TASK PROMPT:
Among the entries below, take the line with "impl StorageBackend for" and the line with "fn write_collection(&self, kind: EntityKind, contents: &str)", and output them and every line between them exactly, with nothing else.

Stored data entries:
________________

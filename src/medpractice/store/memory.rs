use super::StorageBackend;
use crate::error::{PracticeError, Result};
use crate::model::EntityKind;
use std::collections::HashMap;
use std::sync::atomic::{AtomicBool, Ordering};
use std::sync::Mutex;

/// Keeps serialized snapshots in memory.
///
/// Used by tests and by client proxies that run without a data directory.
/// Snapshots are stored as the same JSON the file store writes, so the
/// serialization path is exercised either way.
#[derive(Default)]
pub struct InMemoryStore {
    collections: Mutex<HashMap<EntityKind, String>>,
    simulate_write_error: AtomicBool,
}

impl InMemoryStore {
    pub fn new() -> Self {
        Self::default()
    }

    /// Make every following write fail, for testing error handling.
    pub fn set_simulate_write_error(&self, simulate: bool) {
        self.simulate_write_error.store(simulate, Ordering::SeqCst);
    }

    fn lock(&self) -> Result<std::sync::MutexGuard<'_, HashMap<EntityKind, String>>> {
        self.collections
            .lock()
            .map_err(|_| PracticeError::Store("memory store lock poisoned".to_string()))
    }
}

impl StorageBackend for InMemoryStore {
    fn read_collection(&self, kind: EntityKind) -> Result<Option<String>> {
        Ok(self.lock()?.get(&kind).cloned())
    }

    fn write_collection(&self, kind: EntityKind, contents: &str) -> Result<()> {
        if self.simulate_write_error.load(Ordering::SeqCst) {
            return Err(PracticeError::Store("Simulated write error".to_string()));
        }
        self.lock()?.insert(kind, contents.to_string());
        Ok(())
    }
}
//! # API Facade
//!
//! [`PracticeApi`] is the repository every surface talks to: the REST router,
//! the CLI and the client proxy. It owns the four tables behind one exclusive
//! lock and the storage backend they are persisted to.
//!
//! ## Mutation discipline
//!
//! Every create, update and delete runs the same sequence while holding the lock:
//!
//! 1. run the command, which validates and builds the new value
//! 2. apply it to a copy of the affected table
//! 3. write that table's snapshot through the backend
//! 4. swap the copy in
//!
//! Validation failures return before step 2 and write failures before step 4,
//! so a rejected or failed mutation leaves memory and disk exactly as they were.
//! The guard is dropped on every exit path.
//!
//! Reads lock only long enough to clone what they return.
//!
//! ## Generic Over StorageBackend
//!
//! - Production: `PracticeApi<FileStore>`
//! - Testing and offline proxies: `PracticeApi<InMemoryStore>`

use crate::commands::{self, appointments::AppointmentFilter, notes::NoteFilter, Draft};
use crate::error::{PracticeError, Result};
use crate::model::{Appointment, Entity, Id, MedicalNote, Searchable};
use crate::store::table::{Records, Table, Tabled};
use crate::store::{load_rows, save_rows, StorageBackend};
use std::sync::{Mutex, MutexGuard};
use tracing::info;

pub struct PracticeApi<S: StorageBackend> {
    records: Mutex<Records>,
    backend: S,
}

impl<S: StorageBackend> PracticeApi<S> {
    /// Load every collection from `backend` and start serving from it.
    pub fn open(backend: S) -> Result<Self> {
        let records = Records {
            patients: Table::from_rows(load_rows(&backend)?)?,
            physicians: Table::from_rows(load_rows(&backend)?)?,
            appointments: Table::from_rows(load_rows(&backend)?)?,
            notes: Table::from_rows(load_rows(&backend)?)?,
        };
        info!(
            patients = records.patients.len(),
            physicians = records.physicians.len(),
            appointments = records.appointments.len(),
            notes = records.notes.len(),
            "practice loaded"
        );
        Ok(Self {
            records: Mutex::new(records),
            backend,
        })
    }

    pub fn backend(&self) -> &S {
        &self.backend
    }

    fn lock(&self) -> Result<MutexGuard<'_, Records>> {
        self.records
            .lock()
            .map_err(|_| PracticeError::Store("practice lock poisoned".to_string()))
    }

    fn commit<T: Tabled>(&self, records: &mut Records, table: Table<T>) -> Result<()> {
        save_rows(&self.backend, table.rows())?;
        *T::table_mut(records) = table;
        Ok(())
    }

    pub fn list<T: Tabled>(&self) -> Result<Vec<T>> {
        let records = self.lock()?;
        Ok(T::table(&records).rows().to_vec())
    }

    pub fn get<T: Tabled>(&self, id: Id) -> Result<T> {
        let records = self.lock()?;
        let found = T::table(&records).require(id).cloned();
        found
    }

    pub fn search<T: Searchable + Tabled>(&self, query: &str) -> Result<Vec<T>> {
        let records = self.lock()?;
        Ok(commands::search(&records, query))
    }

    pub fn appointments(&self, filter: AppointmentFilter) -> Result<Vec<Appointment>> {
        let records = self.lock()?;
        Ok(commands::appointments::list(&records, filter))
    }

    pub fn notes(&self, filter: NoteFilter) -> Result<Vec<MedicalNote>> {
        let records = self.lock()?;
        Ok(commands::notes::list(&records, filter))
    }

    pub fn create<D: Draft>(&self, draft: D) -> Result<D::Entity> {
        let mut records = self.lock()?;
        let entity = commands::create(&records, draft)?;

        let mut table = D::Entity::table(&records).clone();
        table.upsert(entity.clone())?;
        self.commit(&mut records, table)?;

        info!(kind = %D::Entity::KIND, id = entity.id(), "created");
        Ok(entity)
    }

    pub fn update<D: Draft>(&self, id: Id, draft: D) -> Result<D::Entity> {
        let mut records = self.lock()?;
        let entity = commands::update(&records, id, draft)?;

        let mut table = D::Entity::table(&records).clone();
        table.upsert(entity.clone())?;
        self.commit(&mut records, table)?;

        info!(kind = %D::Entity::KIND, id, "updated");
        Ok(entity)
    }

    /// Remove by id. Dependent appointments and notes are left alone.
    pub fn delete<T: Tabled>(&self, id: Id) -> Result<T> {
        let mut records = self.lock()?;

        let mut table = T::table(&records).clone();
        let removed = table.remove(id)?;
        self.commit(&mut records, table)?;

        info!(kind = %T::KIND, id, "deleted");
        Ok(removed)
    }

    /// Validate a create without applying it.
    pub fn check_create<D: Draft>(&self, draft: &D) -> Result<()> {
        let records = self.lock()?;
        commands::create(&records, draft.clone()).map(|_| ())
    }

    /// Validate an update without applying it.
    pub fn check_update<D: Draft>(&self, id: Id, draft: &D) -> Result<()> {
        let records = self.lock()?;
        commands::update(&records, id, draft.clone()).map(|_| ())
    }

    /// Store a value produced by another repository as-is, keeping its id.
    pub fn mirror<T: Tabled>(&self, entity: T) -> Result<T> {
        let mut records = self.lock()?;
        let mut table = T::table(&records).clone();
        table.upsert(entity.clone())?;
        self.commit(&mut records, table)?;
        Ok(entity)
    }

    /// Replace a whole table with another repository's listing.
    pub fn mirror_all<T: Tabled>(&self, rows: Vec<T>) -> Result<Vec<T>> {
        let mut records = self.lock()?;
        let mut table = T::table(&records).clone();
        table.replace_all(rows)?;
        let listed = table.rows().to_vec();
        self.commit(&mut records, table)?;
        Ok(listed)
    }

    /// Drop a mirrored value if present.
    pub fn forget<T: Tabled>(&self, id: Id) -> Result<()> {
        let mut records = self.lock()?;
        if !T::table(&records).contains(id) {
            return Ok(());
        }
        let mut table = T::table(&records).clone();
        table.remove(id)?;
        self.commit(&mut records, table)
    }
}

________________

RESULT:
impl StorageBackend for InMemoryStore {
    fn read_collection(&self, kind: EntityKind) -> Result<Option<String>> {
        Ok(self.lock()?.get(&kind).cloned())
    }

    fn write_collection(&self, kind: EntityKind, contents: &str) -> Result<()> {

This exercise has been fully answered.